Parallel with the parliamentary royalists, but not directly connected with them, a clandestine network of royalists existed, whose objective was to place Louis XVIII, then in exile in Germany, on the French throne. They were funded largely by Britain, through the offices of William Wickham, the British spymaster who had his headquarters in Switzerland. These networks were too divided and too closely watched by the police to have much effect on politics. However, Wickham did make one contact that proved to have a decisive effect on French politics: through an intermediary, he had held negotiations with General Pichegru, then commander of the Army of the Rhine.

The Directory itself was divided. Carnot, Letourneur and La Révellière Lépeaux were not royalists, but favored a more moderate government, more tolerant of religion. Though Carnot himself had been a member of the Committee of Public Safety, he declared that the Jacobins were ungovernable, that the Revolution could not go on forever, and that it was time to end it. A new member, François-Marie, marquis de Barthélemy, a diplomat, had joined the Directory; he was allied with Carnot. The royalists in the Councils immediately began to demand more power over the government and particularly over the finances, threatening the position of Barras.
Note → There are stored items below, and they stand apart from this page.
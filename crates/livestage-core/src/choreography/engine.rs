//! Pose computation for performers and audience members

use glam::Vec3;
use serde::{Deserialize, Serialize};
use tracing::info;

use super::{StyleKind, StylePreset};
use crate::audio::EnergyFrame;
use crate::avatar::Avatar;
use crate::skeleton::{JointId, Skeleton};
use crate::{CoreError, Result};

/// Tunable constants of the choreography
#[derive(Debug, Clone, PartialEq, Serialize, Deserialize)]
#[serde(default)]
pub struct ChoreographyConfig {
    /// Phase advance per show second before the style's speed multiplier
    pub beat_rate: f64,
    /// Phase delay per canon rank
    pub canon_step: f64,
    /// Slots that receive the lead energy multiplier
    pub lead_slots: Vec<usize>,
    /// Energy multiplier for lead slots
    pub lead_multiplier: f32,
    /// Pelvis lift on a peak tick
    pub peak_lift: f32,
    /// Amplitude multiplier on a peak tick
    pub peak_boost: f32,
    /// Breathing rate in radians per wall second
    pub breathing_rate: f64,
    /// Torso scale swing of the breathing cycle
    pub breathing_depth: f32,
    /// Audience bounce height at full bass
    pub audience_bounce: f32,
    /// Audience arm swing at full mid
    pub audience_arm_swing: f32,
    /// Audience body sway amplitude
    pub audience_sway: f32,
}

impl Default for ChoreographyConfig {
    fn default() -> Self {
        Self {
            beat_rate: 7.5,
            canon_step: 0.15,
            lead_slots: vec![0],
            lead_multiplier: 1.4,
            peak_lift: 4.5,
            peak_boost: 1.25,
            breathing_rate: 2.5,
            breathing_depth: 0.1,
            audience_bounce: 2.0,
            audience_arm_swing: 0.6,
            audience_sway: 0.3,
        }
    }
}

impl ChoreographyConfig {
    /// Reject non-positive rates and multipliers
    pub fn validate(&self) -> Result<()> {
        if !(self.beat_rate > 0.0) {
            return Err(CoreError::InvalidConfig(
                "beat_rate must be positive".to_string(),
            ));
        }
        if !(self.canon_step >= 0.0) {
            return Err(CoreError::InvalidConfig(
                "canon_step must not be negative".to_string(),
            ));
        }
        if !(self.lead_multiplier > 0.0 && self.peak_boost > 0.0) {
            return Err(CoreError::InvalidConfig(
                "energy multipliers must be positive".to_string(),
            ));
        }
        Ok(())
    }
}

/// Neutral shoulder angle; arms hang slightly out from the body
const SHOULDER_REST: f32 = 1.5;
/// Neutral audience arm raise
const AUDIENCE_ARM_REST: f32 = 1.2;
/// Head nod per unit of drive amplitude
const HEAD_NOD: f32 = 0.25;

/// Applies the active style to avatars once per tick
#[derive(Debug, Clone)]
pub struct ChoreographyEngine {
    config: ChoreographyConfig,
    style: StyleKind,
    preset: StylePreset,
}

impl ChoreographyEngine {
    /// Create an engine with the default style
    pub fn new(config: ChoreographyConfig) -> Result<Self> {
        config.validate()?;
        let style = StyleKind::default();
        Ok(Self {
            config,
            style,
            preset: style.preset(),
        })
    }

    /// Active style
    pub fn style(&self) -> StyleKind {
        self.style
    }

    /// Parameters of the active style
    pub fn preset(&self) -> &StylePreset {
        &self.preset
    }

    /// Configuration
    pub fn config(&self) -> &ChoreographyConfig {
        &self.config
    }

    /// Switch style; takes effect on the next pose
    pub fn set_style(&mut self, style: StyleKind) {
        if style != self.style {
            info!("Choreography style: {:?} -> {:?}", self.style, style);
        }
        self.style = style;
        self.preset = style.preset();
    }

    /// Ensemble phase at a point of show time
    pub fn global_phase(&self, show_secs: f64) -> f64 {
        show_secs * self.config.beat_rate * self.preset.speed as f64
    }

    /// Phase delay for a canon rank; zero unless the style uses canon
    pub fn canon_delay(&self, rank: usize) -> f64 {
        if self.preset.canon {
            rank as f64 * self.config.canon_step
        } else {
            0.0
        }
    }

    /// Phase of one avatar
    pub fn local_phase(&self, global_phase: f64, avatar: &Avatar) -> f64 {
        global_phase - self.canon_delay(avatar.canon_rank) + avatar.timing_variation as f64
    }

    /// Energy multiplier for an ensemble slot
    pub fn energy_multiplier(&self, slot: usize) -> f32 {
        if self.config.lead_slots.contains(&slot) {
            self.config.lead_multiplier
        } else {
            1.0
        }
    }

    /// Pose any avatar, picking the policy from its performer flag
    ///
    /// Audience members ignore `slot` and `show_secs`.
    pub fn animate(
        &self,
        avatar: &mut Avatar,
        slot: usize,
        show_secs: f64,
        wall_secs: f64,
        energy: &EnergyFrame,
    ) {
        if avatar.is_performer() {
            self.animate_performer(avatar, slot, show_secs, wall_secs, energy);
        } else {
            self.animate_audience(avatar, wall_secs, energy);
        }
    }

    /// Pose a performer
    ///
    /// `show_secs` drives the dance phase; `wall_secs` drives breathing,
    /// which never stops even with no audio.
    pub fn animate_performer(
        &self,
        avatar: &mut Avatar,
        slot: usize,
        show_secs: f64,
        wall_secs: f64,
        energy: &EnergyFrame,
    ) {
        let phase = self.local_phase(self.global_phase(show_secs), avatar);
        let accent = self.preset.accent.sample(phase);
        let flow = self.preset.flow.sample(phase);
        let impact = self.preset.impact.map_or(0.0, |wave| wave.sample(phase));
        let swing = phase.sin() as f32;
        let tension = self.preset.tension;

        let boost = if energy.peak { self.config.peak_boost } else { 1.0 };
        let amplitude = energy.bass * self.energy_multiplier(slot) * boost;
        let lift = if energy.peak { self.config.peak_lift } else { 0.0 };
        let breath = ((wall_secs * self.config.breathing_rate + avatar.vibe_offset as f64).sin()
            as f32)
            * self.config.breathing_depth;

        let skeleton = avatar.skeleton_mut();

        skeleton.joint_mut(JointId::Torso).scale = Vec3::splat(1.0 + breath);

        // Bass: pelvis drive and body weight
        let pelvis = skeleton.joint_mut(JointId::Pelvis);
        pelvis.translation.y =
            Skeleton::rest_translation(JointId::Pelvis).y + accent.abs() * 1.8 * amplitude + lift;

        // Mid: lean and roll
        skeleton.joint_mut(JointId::Spine).rotation.x = -flow * 0.15 * energy.mid;
        skeleton.joint_mut(JointId::Torso).rotation.z = accent * 0.3 * energy.mid;

        // Arms
        let arm_wave = flow * 2.2 * amplitude;
        skeleton.joint_mut(JointId::LeftArmRoot).rotation.z = -SHOULDER_REST - arm_wave;
        skeleton.joint_mut(JointId::RightArmRoot).rotation.z = SHOULDER_REST + arm_wave;
        let elbow = accent.abs() * 2.5 * amplitude * tension;
        skeleton.joint_mut(JointId::LeftArmMid).rotation.z = -elbow;
        skeleton.joint_mut(JointId::RightArmMid).rotation.z = elbow;

        // Legs stay planted: hips swing back only a little, knees never hyperextend
        skeleton.joint_mut(JointId::LeftLegRoot).rotation.x = (swing * 1.2 * amplitude).max(-0.5);
        skeleton.joint_mut(JointId::RightLegRoot).rotation.x =
            (-swing * 1.2 * amplitude).max(-0.5);
        skeleton.joint_mut(JointId::LeftLegMid).rotation.x = (swing * 1.8).max(0.0) * amplitude;
        skeleton.joint_mut(JointId::RightLegMid).rotation.x = (-swing * 1.8).max(0.0) * amplitude;

        // High: head snap
        let head = skeleton.joint_mut(JointId::Head);
        head.rotation.y = accent * 0.6 * energy.high * tension;
        head.rotation.x = impact * HEAD_NOD * amplitude;
    }

    /// Pose an audience member: bounce, one raised arm and a slow sway
    pub fn animate_audience(&self, avatar: &mut Avatar, wall_secs: f64, energy: &EnergyFrame) {
        let offset = avatar.phase_offset as f64;
        let bounce = ((wall_secs * 3.0 + offset).sin().abs() as f32)
            * self.config.audience_bounce
            * energy.bass;
        let arm = AUDIENCE_ARM_REST
            + ((wall_secs * 6.0 + offset).sin() as f32) * self.config.audience_arm_swing * energy.mid;
        let sway = ((wall_secs + offset).sin() as f32) * self.config.audience_sway;

        let skeleton = avatar.skeleton_mut();
        let root = skeleton.joint_mut(JointId::Root);
        root.translation.y = bounce;
        root.rotation.y = sway;
        skeleton.joint_mut(JointId::RightArmRoot).rotation.z = arm;
    }
}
Barras, the consummate intriguer, won La Révellière Lépeaux over to his side, and began planning the downfall of the royalists. From letters taken from a captured royalist agent, he was aware of the contacts that General Pichegru made with the British and that he had been in contact with the exiled Louis XVIII. He presented this information to Carnot, and Carnot agreed to support his action against the Councils. General Hoche, the new Minister of War, was directed to march the Army of Sambre-et-Meuse through Paris on its way to Brest, on the pretext that they would be embarked for a new expedition to Ireland. Hoche himself resigned as Minister of War on 22 July. General Pierre Augereau, a close subordinate and ally of Bonaparte, and his troops arrived in Paris on 7 August, though it was a violation of the Constitution for soldiers to be within twelve leagues of the city without permission of the Councils. The royalist members of the Councils protested, but could do nothing to send them away.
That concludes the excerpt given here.